В июльском эпизоде на сцене появляется персонаж по имени Croisé, который именует себя Коленкором (Calicot; на мотив «Да, я солдат» он поет: «Да, коленкор я»); о нем сказано, что у него есть шпоры, хотя и нет усов; сопровождает его мадемуазель Перкаль. Все эти имена собственные обыгрывают названия тканей: Коленкор, как и Перкаль, – разновидности плотной хлопчатобумажной ткани, а Croisé – это односторонняя саржа, т. е. тоже ткань определенного плетения, но то же самое слово обозначает и Крестоносца. Саржевому Крестоносцу-Коленкору задают вопрос: «Это вы послужили образцом для знаменитого Коленкора из „Гор“?» Он отвечает: «Я не так глуп; спросите у мадемуазель Перкаль», а та возражает: «Господин Крестоносец никому не служил образцом». На сходный вопрос Года 1817-го: «Г-н Крестоносец наверняка участвовал в битве гор?» – Крестоносец отвечает: «Ни в коем случае, в этот вечер мадемуазель Перкаль завладела моей персоной», но чуть позже признает некоторую свою причастность к этой самой битве: «Мы, кажется, проиграли, так как назавтра все карикатуры были против нас» [Théaulon 1818: 31–32].

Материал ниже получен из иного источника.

use async_trait::async_trait;
use serde::{Deserialize, Serialize};
use std::sync::Arc;

use super::stages::{InventoryAvailability, RiskRules, RiskScreening, StructuralCheck};
use crate::collaborators::{InventoryStore, RiskScorer};
use crate::domain::order::Order;

// ============================================================================
// Validation Pipeline
// ============================================================================
//
// Stages run strictly in order and the first failure stops the run. Stages
// only read the order; reservation happens after the whole pipeline passed.
//
// ============================================================================

#[derive(Debug, Clone, PartialEq, Eq, Serialize, Deserialize)]
pub struct PipelineResult {
    pub stage_name: String,
    pub success: bool,
    pub message: String,
}

impl PipelineResult {
    pub fn pass(stage_name: &str) -> Self {
        Self {
            stage_name: stage_name.to_string(),
            success: true,
            message: "ok".to_string(),
        }
    }

    pub fn fail(stage_name: &str, message: impl Into<String>) -> Self {
        Self {
            stage_name: stage_name.to_string(),
            success: false,
            message: message.into(),
        }
    }
}

#[async_trait]
pub trait ValidationStage: Send + Sync {
    fn name(&self) -> &'static str;

    async fn check(&self, order: &Order) -> PipelineResult;
}

#[derive(Clone)]
pub struct ValidationPipeline {
    stages: Vec<Arc<dyn ValidationStage>>,
}

impl ValidationPipeline {
    pub fn new(stages: Vec<Arc<dyn ValidationStage>>) -> Self {
        Self { stages }
    }

    /// structural -> inventory -> risk
    pub fn standard(
        inventory: Arc<dyn InventoryStore>,
        risk: Arc<dyn RiskScorer>,
        rules: RiskRules,
    ) -> Self {
        Self::new(vec![
            Arc::new(StructuralCheck),
            Arc::new(InventoryAvailability::new(inventory)),
            Arc::new(RiskScreening::new(risk, rules)),
        ])
    }

    /// structural -> inventory, without risk screening
    pub fn quick(inventory: Arc<dyn InventoryStore>) -> Self {
        Self::new(vec![
            Arc::new(StructuralCheck),
            Arc::new(InventoryAvailability::new(inventory)),
        ])
    }

    pub fn stage_names(&self) -> Vec<&'static str> {
        self.stages.iter().map(|s| s.name()).collect()
    }

    /// Returns the first failing result, or the last passing one
    pub async fn run(&self, order: &Order) -> PipelineResult {
        let mut last = PipelineResult::pass("empty");

        for stage in &self.stages {
            let result = stage.check(order).await;
            if !result.success {
                tracing::warn!(
                    order_id = %order.id(),
                    stage = %result.stage_name,
                    message = %result.message,
                    "Validation rejected order"
                );
                return result;
            }
            tracing::debug!(order_id = %order.id(), stage = stage.name(), "Validation stage passed");
            last = result;
        }

        last
    }
}

// ============================================================================
// Unit Tests
// ============================================================================
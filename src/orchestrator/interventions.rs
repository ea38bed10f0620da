use chrono::{DateTime, Utc};
use parking_lot::Mutex;
use serde::{Deserialize, Serialize};
use std::collections::HashMap;
use uuid::Uuid;

use crate::domain::order::OrderId;

// ============================================================================
// Intervention Queue
// ============================================================================
//
// Dead-letter queue for work the engine gave up on after all retry attempts:
// - Compensating refunds
// - Inventory releases
// - Shipment cancellations
// - Notification deliveries
//
// Entries stay until an operator resolves them.
//
// ============================================================================

#[derive(Debug, Clone, Copy, PartialEq, Eq, Hash, Serialize, Deserialize)]
pub enum InterventionKind {
    Refund,
    InventoryRelease,
    ShipmentCancellation,
    Notification,
}

impl InterventionKind {
    pub fn as_str(&self) -> &'static str {
        match self {
            InterventionKind::Refund => "refund",
            InterventionKind::InventoryRelease => "inventory_release",
            InterventionKind::ShipmentCancellation => "shipment_cancellation",
            InterventionKind::Notification => "notification",
        }
    }
}

#[derive(Debug, Clone, PartialEq, Serialize, Deserialize)]
pub struct InterventionEntry {
    pub id: Uuid,
    pub order_id: OrderId,
    pub kind: InterventionKind,
    pub payload: serde_json::Value,
    pub error_message: String,
    pub attempts: u32,
    pub failed_at: DateTime<Utc>,
    pub resolved_at: Option<DateTime<Utc>>,
}

impl InterventionEntry {
    pub fn is_open(&self) -> bool {
        self.resolved_at.is_none()
    }
}

#[derive(Debug, Clone, Default, PartialEq)]
pub struct InterventionStats {
    pub total: usize,
    pub open: usize,
    pub by_kind: HashMap<InterventionKind, usize>,
}

#[derive(Default)]
pub struct InterventionQueue {
    entries: Mutex<Vec<InterventionEntry>>,
}

impl InterventionQueue {
    pub fn new() -> Self {
        Self::default()
    }

    pub fn push(
        &self,
        order_id: OrderId,
        kind: InterventionKind,
        payload: serde_json::Value,
        error_message: impl Into<String>,
        attempts: u32,
    ) -> Uuid {
        let entry = InterventionEntry {
            id: Uuid::new_v4(),
            order_id,
            kind,
            payload,
            error_message: error_message.into(),
            attempts,
            failed_at: Utc::now(),
            resolved_at: None,
        };

        tracing::error!(
            intervention_id = %entry.id,
            order_id = %order_id,
            kind = kind.as_str(),
            error = %entry.error_message,
            attempts,
            "💀 Escalating to manual intervention"
        );

        let id = entry.id;
        self.entries.lock().push(entry);
        id
    }

    /// Oldest first, at most `limit` entries
    pub fn list(&self, limit: usize) -> Vec<InterventionEntry> {
        self.entries.lock().iter().take(limit).cloned().collect()
    }

    pub fn open(&self) -> Vec<InterventionEntry> {
        self.entries
            .lock()
            .iter()
            .filter(|e| e.is_open())
            .cloned()
            .collect()
    }

    pub fn for_order(&self, order_id: OrderId) -> Vec<InterventionEntry> {
        self.entries
            .lock()
            .iter()
            .filter(|e| e.order_id == order_id)
            .cloned()
            .collect()
    }

    pub fn stats(&self) -> InterventionStats {
        let entries = self.entries.lock();
        let mut stats = InterventionStats {
            total: entries.len(),
            ..Default::default()
        };
        for entry in entries.iter() {
            if entry.is_open() {
                stats.open += 1;
            }
            *stats.by_kind.entry(entry.kind).or_insert(0) += 1;
        }
        stats
    }

    /// Mark an entry handled. False when the id is unknown or already resolved.
    pub fn resolve(&self, id: Uuid) -> bool {
        let mut entries = self.entries.lock();
        match entries.iter_mut().find(|e| e.id == id && e.is_open()) {
            Some(entry) => {
                entry.resolved_at = Some(Utc::now());
                tracing::info!(intervention_id = %id, order_id = %entry.order_id, "Intervention resolved");
                true
            }
            None => false,
        }
    }
}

Без комментария все это выглядит просто набором слов, однако в Париже 1817 года нашлось бы, вероятно, мало людей, которые ничего не слышали о «Битве гор» и сопряженном с ней скандале.
«Битва гор», которую я уже упомянула выше, была поставлена 27 июля
1817 года на сцене парижского театра «Варьете». По конструкции это такое же обозрение, как и «Живой календарь», только не приуроченное к концу года (по классификации Анри Жиделя [Gidel 1986: 44–45] такой водевиль принадлежит к «анекдотическим», т. е. реагирующим на злободневные новости). В пьесе обыгрывается увлечение, охватившее парижан начиная с 1816 года: в это время в Париже в разных развлекательных садах были воздвигнуты катальные горы; первые из них получили название русских, поскольку развлечение это было заимствовано из России, но затем появились горы самых разных национальностей: швейцарские, египетские и проч. Держатели этих разных гор являются к Безумной прихоти (Folie) и настаивают (вплоть до драки-битвы) каждый на своем превосходстве, а Прихоть решает открыть собственную развлекательную гору – Олимп. Среди прочих посетителей Безумной прихоти фигурирует некто Коленкор. Выйдя на сцену, он рассказывает, как своим кабриолетом задел фаэтон некоего полковника (а собственный кабриолет в Париже был показателем исключительного богатства). Сам Коленкор носит усы и обут в сапоги, и потому Прихоть говорит, что из‐за сапог и усов приняла его за бравого воина. Кроме того, подруга Коленкора, оперная актриса Гортензия, сообщает, что он бывает в самых светских местах: в Английском кафе, на Гентском бульваре, на всех променадах, на Бирже (где он рассуждает о музыке) и в Опере (там он беседует о торговле). Однако при всем этом он не военный и не аристократ, а всего лишь приказчик модного магазина.Авторы «Битвы гор» высмеяли реально существовавшее явление: во время Второй Реставрации в модных магазинах появились приказчики, которые были людьми сугубо штатскими и вдобавок очень юными, но одевались и держали себя как военные (отсюда такие атрибуты, как шпоры, сапоги и усы, причем зачастую поддельные, так как из‐за молодости настоящие усы у многих еще не росли) – и это вызывало негодование у настоящих участников наполеоновских битв.
Эпизод с Коленкором совсем маленький, но он имел немалые последствия; авторы обидели «социальную группу» приказчиков – и те решили отстоять свою поруганную честь. После «Битвы гор» разгорелась «битва коленкоров». Приказчики толпой повалили в театр, чтобы освистывать представление; их задерживала полиция, а популярность спектакля от этого только возрастала. О «Битве гор» и обиде «коленкоров» говорил весь Париж, приказчики в усах и сапогах стали героями многочисленных карикатур, вышла даже анонимная поэма «Les calicots», начинавшаяся словами «Я коленкоров бедствия пою» [Davis 2013]. Напряжение оказалось так велико, что Скрибу и Дюпену пришлось месяцем позже принести приказчикам нечто вроде извинения. 5 августа 1817 года на сцене того же театра «Варьете» была сыграна пьеса тех же авторов «Кафе театра „Варьете“», доказывающая, что обижаться приказчикам не на что; более того, в пьесе фигурирует парикмахер, который не только не противится своему появлению на сцене, но, наоборот, просит, чтобы его вывели в пьесе – для рекламы! Мир с приказчиками был заключен, но у слова calicot появилось второе значение, которое вошло в словари: отныне коленкором называли не только материю, но и смешного и заносчивого приказчика.